Data:
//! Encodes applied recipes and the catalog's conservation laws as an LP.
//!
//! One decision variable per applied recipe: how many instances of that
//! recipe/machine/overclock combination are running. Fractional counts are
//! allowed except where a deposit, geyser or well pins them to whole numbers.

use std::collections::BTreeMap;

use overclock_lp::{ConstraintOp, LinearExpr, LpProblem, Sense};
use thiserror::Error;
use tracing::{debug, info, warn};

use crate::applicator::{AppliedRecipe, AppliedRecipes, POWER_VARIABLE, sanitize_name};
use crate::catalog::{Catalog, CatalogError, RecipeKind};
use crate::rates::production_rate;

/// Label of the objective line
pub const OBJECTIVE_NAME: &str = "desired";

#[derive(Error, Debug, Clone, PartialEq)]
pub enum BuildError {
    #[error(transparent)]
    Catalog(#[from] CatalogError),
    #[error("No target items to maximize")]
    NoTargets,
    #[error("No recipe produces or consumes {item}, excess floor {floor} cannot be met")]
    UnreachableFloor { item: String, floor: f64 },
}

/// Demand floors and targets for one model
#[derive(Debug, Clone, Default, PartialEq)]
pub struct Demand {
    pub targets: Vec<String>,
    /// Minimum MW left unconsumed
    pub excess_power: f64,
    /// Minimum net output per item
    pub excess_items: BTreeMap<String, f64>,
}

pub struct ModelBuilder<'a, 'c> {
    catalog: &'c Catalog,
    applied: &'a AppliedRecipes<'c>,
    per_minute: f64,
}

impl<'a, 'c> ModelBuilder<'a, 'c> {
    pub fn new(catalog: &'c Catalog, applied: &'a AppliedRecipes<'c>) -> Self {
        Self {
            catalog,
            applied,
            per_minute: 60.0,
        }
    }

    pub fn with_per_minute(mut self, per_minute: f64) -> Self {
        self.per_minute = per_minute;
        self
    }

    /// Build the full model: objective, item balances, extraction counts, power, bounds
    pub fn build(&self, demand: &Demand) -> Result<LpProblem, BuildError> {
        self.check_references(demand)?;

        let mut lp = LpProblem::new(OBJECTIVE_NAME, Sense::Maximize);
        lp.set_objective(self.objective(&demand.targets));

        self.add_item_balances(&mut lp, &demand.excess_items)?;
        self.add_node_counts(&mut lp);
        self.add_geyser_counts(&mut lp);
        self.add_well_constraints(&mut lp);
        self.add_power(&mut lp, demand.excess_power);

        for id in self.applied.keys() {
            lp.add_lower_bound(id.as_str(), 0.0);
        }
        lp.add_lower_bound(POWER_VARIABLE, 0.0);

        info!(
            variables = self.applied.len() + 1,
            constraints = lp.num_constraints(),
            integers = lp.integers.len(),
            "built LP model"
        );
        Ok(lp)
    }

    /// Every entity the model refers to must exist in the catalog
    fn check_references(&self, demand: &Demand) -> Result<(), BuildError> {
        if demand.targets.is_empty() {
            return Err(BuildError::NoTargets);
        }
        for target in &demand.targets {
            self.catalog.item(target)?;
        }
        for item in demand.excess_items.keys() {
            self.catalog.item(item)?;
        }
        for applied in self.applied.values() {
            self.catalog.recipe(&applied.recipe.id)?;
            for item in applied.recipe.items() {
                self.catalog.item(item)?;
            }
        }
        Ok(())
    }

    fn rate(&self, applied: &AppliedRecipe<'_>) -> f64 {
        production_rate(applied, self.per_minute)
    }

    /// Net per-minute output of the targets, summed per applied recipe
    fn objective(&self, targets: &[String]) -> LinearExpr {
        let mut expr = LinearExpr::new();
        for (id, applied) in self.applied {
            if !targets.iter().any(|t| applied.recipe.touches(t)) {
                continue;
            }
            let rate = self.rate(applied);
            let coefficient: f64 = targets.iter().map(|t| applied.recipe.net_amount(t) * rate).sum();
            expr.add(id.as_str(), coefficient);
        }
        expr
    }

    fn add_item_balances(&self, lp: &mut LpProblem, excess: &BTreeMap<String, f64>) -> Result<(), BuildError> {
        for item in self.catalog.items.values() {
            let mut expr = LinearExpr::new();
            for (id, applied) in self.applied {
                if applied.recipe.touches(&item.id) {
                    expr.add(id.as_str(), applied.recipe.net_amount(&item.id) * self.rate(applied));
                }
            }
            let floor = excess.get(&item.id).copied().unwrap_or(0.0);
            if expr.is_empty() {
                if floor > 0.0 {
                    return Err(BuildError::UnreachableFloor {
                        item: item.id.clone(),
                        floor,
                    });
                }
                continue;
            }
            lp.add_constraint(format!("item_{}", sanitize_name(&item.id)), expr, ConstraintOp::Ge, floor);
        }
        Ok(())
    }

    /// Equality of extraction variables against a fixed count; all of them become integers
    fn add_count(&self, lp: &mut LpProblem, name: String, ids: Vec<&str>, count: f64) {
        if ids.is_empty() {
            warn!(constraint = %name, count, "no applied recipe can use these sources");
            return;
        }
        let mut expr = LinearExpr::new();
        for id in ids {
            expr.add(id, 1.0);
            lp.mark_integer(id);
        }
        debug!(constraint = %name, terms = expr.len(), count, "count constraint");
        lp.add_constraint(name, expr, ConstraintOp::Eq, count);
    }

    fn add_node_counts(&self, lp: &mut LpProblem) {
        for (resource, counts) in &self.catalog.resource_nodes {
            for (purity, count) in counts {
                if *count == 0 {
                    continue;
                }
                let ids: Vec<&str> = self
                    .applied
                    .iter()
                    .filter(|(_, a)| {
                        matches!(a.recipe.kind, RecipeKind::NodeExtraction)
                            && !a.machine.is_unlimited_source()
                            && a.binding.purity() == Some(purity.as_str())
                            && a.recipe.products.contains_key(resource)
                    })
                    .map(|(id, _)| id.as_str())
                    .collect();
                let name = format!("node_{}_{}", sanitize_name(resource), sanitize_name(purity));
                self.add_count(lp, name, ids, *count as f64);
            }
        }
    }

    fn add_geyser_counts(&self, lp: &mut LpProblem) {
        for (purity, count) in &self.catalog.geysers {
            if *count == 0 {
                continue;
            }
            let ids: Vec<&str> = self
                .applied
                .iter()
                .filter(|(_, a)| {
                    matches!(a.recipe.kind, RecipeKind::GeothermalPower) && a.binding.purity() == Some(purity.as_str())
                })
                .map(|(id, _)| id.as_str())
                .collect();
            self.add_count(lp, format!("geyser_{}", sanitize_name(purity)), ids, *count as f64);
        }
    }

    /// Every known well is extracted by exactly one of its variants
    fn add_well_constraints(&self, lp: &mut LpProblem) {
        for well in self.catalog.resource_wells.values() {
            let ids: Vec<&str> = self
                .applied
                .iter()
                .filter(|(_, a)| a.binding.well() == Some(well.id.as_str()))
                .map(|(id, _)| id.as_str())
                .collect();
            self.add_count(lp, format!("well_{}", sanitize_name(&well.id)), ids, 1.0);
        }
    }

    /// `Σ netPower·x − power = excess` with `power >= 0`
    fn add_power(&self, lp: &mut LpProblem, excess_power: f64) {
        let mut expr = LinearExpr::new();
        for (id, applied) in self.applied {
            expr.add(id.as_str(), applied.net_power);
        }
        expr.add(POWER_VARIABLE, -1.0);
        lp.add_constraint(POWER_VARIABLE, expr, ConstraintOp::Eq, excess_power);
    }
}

What the task asks:
Output consists of exactly the lines from the one containing "a.binding.well() == Some(well.id.as_str()))" to the end of the records above, retyped without change and with nothing extra.

Answer section:
                .filter(|(_, a)| a.binding.well() == Some(well.id.as_str()))
                .map(|(id, _)| id.as_str())
                .collect();
            self.add_count(lp, format!("well_{}", sanitize_name(&well.id)), ids, 1.0);
        }
    }

    /// `Σ netPower·x − power = excess` with `power >= 0`
    fn add_power(&self, lp: &mut LpProblem, excess_power: f64) {
        let mut expr = LinearExpr::new();
        for (id, applied) in self.applied {
            expr.add(id.as_str(), applied.net_power);
        }
        expr.add(POWER_VARIABLE, -1.0);
        lp.add_constraint(POWER_VARIABLE, expr, ConstraintOp::Eq, excess_power);
    }
}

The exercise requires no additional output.